Terapias capazes de mitigar a lesão cardíaca induzida por antraciclinas têm sido uma necessidade clínica não atendida. Esta necessidade torna-se mais importante ainda com o sucesso das terapias antineoplásicas em prolongar a sobrevida dos pacientes com câncer, de tal maneira que outras intercorrências, como doença cardiovascular (incluindo aquela induzida pelo próprio tratamento), podem impactar no prognóstico destes pacientes. Dessa forma, o estudo STOP-CA traz resultados potencialmente relevantes para a prática clínica. Porém, seriam estes resultados robustos o suficiente para mudar as rotinas assistenciais e as diretrizes vigentes? Vamos antes de mais nada ressaltar alguns pontos importantes.
O desfecho primário escolhido no estudo, embora esteja razoavelmente alinhado a algumas definições de cardiotoxicidade, procurou dicotomizar uma variável contínua. Este fenômeno é a chamada “falácia da dicotomização”, e até faz sentido como forma de reforçar a importância clínica de um achado (afinal, é muito mais empolgante falar ao seu colega “o tratamento reduz em 2,5 vezes a probabilidade de queda da FEVE!” do que “o tratamento leva uma atenuação da queda da FEVE 1,3 pontos percentuais menores em relação ao placebo”). No entanto, do ponto de vista metodológico, a análise primária do estudo deve ser focada na variável contínua. Isso porque, a dicotomização de um dado contínuo cria impressões artificiais como, por exemplo, a de que alguém com idade de 64 anos seja muito diferente de alguém com 66 anos (caso o ponto de corte da dicotomização fosse 65 anos). Moral da história: o principal achado deste estudo, e como a interpretação dele deve ser conduzida, seria “A redução média de FEVE em 12 meses foi de 5,4 pontos percentuais no grupo placebo versus 4,1 no grupo atorvastatina (diferença média = 1,3 pontos percentuais; P = 0,03)”.

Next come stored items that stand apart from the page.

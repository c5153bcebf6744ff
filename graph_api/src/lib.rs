//! Data-access layer for the cinegraph API.
//!
//! Implements the `domain` repository seams and the `health` session
//! factory for a concrete backing store. The only backend shipped here is
//! the seeded in-memory one in [`memory`]; a driver-backed graph database
//! backend is an external collaborator and would slot in beside it,
//! implementing the same traits.

pub mod memory;

pub use memory::MemoryBackend;
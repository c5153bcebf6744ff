use async_stream::stream;
use bytes::Bytes;
use futures::{pin_mut, Stream, StreamExt};
use log::*;

use crate::error::Error;
use crate::serializer::Serializer;

/// Content type an SSE response declares, once, before any frame bytes.
pub const TEXT_EVENT_STREAM: &str = "text/event-stream";

const DATA_PREFIX: &[u8] = b"data: ";
const FRAME_TERMINATOR: &[u8] = b"\n\n";

/// Adapts a record producer into a lazy stream of SSE wire chunks.
///
/// Each record yields exactly three chunks in order: `"data: "`, the
/// serialized record, `"\n\n"`. The returned stream is a generator, so the
/// producer is polled for record k+1 only after the consumer has taken all
/// of record k's chunks; demand flows from sink to producer.
///
/// A producer failure or a serialization failure ends the stream with that
/// error as its final item. Serialization happens before any chunk of the
/// record is yielded, so a failing record never leaks a partial frame.
/// Dropping the stream drops the producer subscription.
pub fn encode<S, T, Ser>(records: S, serializer: Ser) -> impl Stream<Item = Result<Bytes, Error>>
where
    S: Stream<Item = Result<T, Error>>,
    Ser: Serializer<T>,
{
    stream! {
        pin_mut!(records);

        let mut frames = 0usize;
        while let Some(next) = records.next().await {
            let record = match next {
                Ok(record) => record,
                Err(e) => {
                    error!("Record producer failed after {frames} frames: {e}");
                    yield Err(e);
                    return;
                }
            };

            let body = match serializer.serialize(&record) {
                Ok(body) => body,
                Err(e) => {
                    error!("Dropping event stream, record failed to serialize: {e}");
                    yield Err(e);
                    return;
                }
            };

            yield Ok(Bytes::from_static(DATA_PREFIX));
            yield Ok(body);
            yield Ok(Bytes::from_static(FRAME_TERMINATOR));
            frames += 1;
        }

        debug!("Event stream complete after {frames} frames");
    }
}
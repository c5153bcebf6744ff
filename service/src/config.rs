use clap::builder::TypedValueParser as _;
use clap::Parser;
use dotenvy::dotenv;
use log::LevelFilter;
use std::fmt;
use std::str::FromStr;

#[derive(Clone, Debug, PartialEq)]
pub enum RustEnv {
    Development,
    Production,
    Staging,
}

#[derive(Debug, PartialEq, Eq)]
pub struct RustEnvParseError;

impl FromStr for RustEnv {
    type Err = RustEnvParseError;
    fn from_str(level: &str) -> Result<RustEnv, Self::Err> {
        match level.to_lowercase().as_str() {
            "development" => Ok(RustEnv::Development),
            "production" => Ok(RustEnv::Production),
            "staging" => Ok(RustEnv::Staging),
            _ => Err(RustEnvParseError),
        }
    }
}

impl fmt::Display for RustEnv {
    fn fmt(&self, f: &mut fmt::Formatter) -> fmt::Result {
        match self {
            RustEnv::Development => write!(f, "development"),
            RustEnv::Production => write!(f, "production"),
            RustEnv::Staging => write!(f, "staging"),
        }
    }
}

#[derive(Clone, Debug, Parser)]
#[command(author, version, about, long_about = None)]
pub struct Config {
    /// A list of full CORS origin URLs that allowed to receive server responses.
    #[arg(
        long,
        env,
        value_delimiter = ',',
        use_value_delimiter = true,
        default_value = "http://localhost:3000,https://localhost:3000"
    )]
    pub allowed_origins: Vec<String>,

    /// The host interface to listen for incoming connections
    #[arg(short, long, env, default_value = "127.0.0.1")]
    pub interface: String,

    /// The host TCP port to listen for incoming connections
    #[arg(short, long, env, default_value_t = 8080)]
    pub port: u16,

    /// Deadline in seconds for each phase of the readiness health check
    #[arg(long, env, default_value_t = 5)]
    pub health_probe_timeout_secs: u64,

    /// Set the log level verbosity threshold (level) to control what gets displayed on console output
    #[arg(
        short,
        long,
        env,
        default_value_t = LevelFilter::Info,
        value_parser = clap::builder::PossibleValuesParser::new(["OFF", "ERROR", "WARN", "INFO", "DEBUG", "TRACE"])
            .map(|s| s.parse::<LevelFilter>().unwrap()),
        )]
    pub log_level_filter: LevelFilter,

    /// Set the Rust runtime environment to use.
    #[arg(
    short,
    long,
    env,
    default_value_t = RustEnv::Development,
    value_parser = clap::builder::PossibleValuesParser::new([
        "DEVELOPMENT", "PRODUCTION", "STAGING",
        "development", "production", "staging"
    ])
        .map(|s| s.parse::<RustEnv>().unwrap()),
    )]
    pub runtime_env: RustEnv,
}

impl Default for Config {
    fn default() -> Self {
        Self::new()
    }
}

impl Config {
    pub fn new() -> Self {
        // Load .env file first
        dotenv().ok();
        // Then parse the command line parameters and flags
        Config::parse()
    }

    pub fn runtime_env(&self) -> RustEnv {
        self.runtime_env.clone()
    }
}

#[cfg(test)]
mod tests {
    use super::*;

    #[test]
    fn test_defaults_parse_without_arguments() {
        let config = Config::parse_from(["cinegraph"]);

        assert_eq!(config.interface, "127.0.0.1");
        assert_eq!(config.port, 8080);
        assert_eq!(config.health_probe_timeout_secs, 5);
        assert_eq!(config.runtime_env(), RustEnv::Development);
    }

    #[test]
    fn test_allowed_origins_split_on_commas() {
        let config = Config::parse_from([
            "cinegraph",
            "--allowed-origins",
            "http://a.example,http://b.example",
        ]);

        assert_eq!(
            config.allowed_origins,
            vec!["http://a.example", "http://b.example"]
        );
    }

    #[test]
    fn test_runtime_env_parses_case_insensitively() {
        assert_eq!("PRODUCTION".parse::<RustEnv>(), Ok(RustEnv::Production));
        assert_eq!("staging".parse::<RustEnv>(), Ok(RustEnv::Staging));
        assert_eq!("local".parse::<RustEnv>(), Err(RustEnvParseError));
    }
}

Segundo ponto, embora a queda da FEVE seja um bom marcador futuro de progressão para sintomas de insuficiência cardíaca, o fato de um determinado tratamento melhorar a FEVE não significa necessariamente que o mesmo tratamento vai resultar em impacto sobre o desfecho clinicamente relevante. Esta é outra falácia comum em pesquisa, chamada de “falácia do desfecho substituto”, quando um determinado biomarcador ou exame de imagem é assumido como indicativo indireto do benefício clínico. A fim de avaliar definitivamente se o uso de atorvastatina 40 mg seria um tratamento adequado para prevenir a cardiotoxicidade por antraciclinas, o ideal seria termos um estudo maior com poder adequado para a avaliação de desfechos clinicamente relevantes, como morte cardiovascular, hospitalização ou visita urgente por insuficiência cardíaca e arritmias clinicamente relevantes.
Neste momento, a esperança por medidas capazes de prevenir a cardiotoxicidade continua, sendo as estatinas, medicamentos seguros, amplamente utilizados em cardiologia e atualmente com custo acessíveis, uma potencial ferramenta. Afinal de contas, nós jamais gostaríamos de ver nossos pacientes portadores de neoplasias malignas sucumbirem em decorrência da própria medicação que levou à cura do tumor.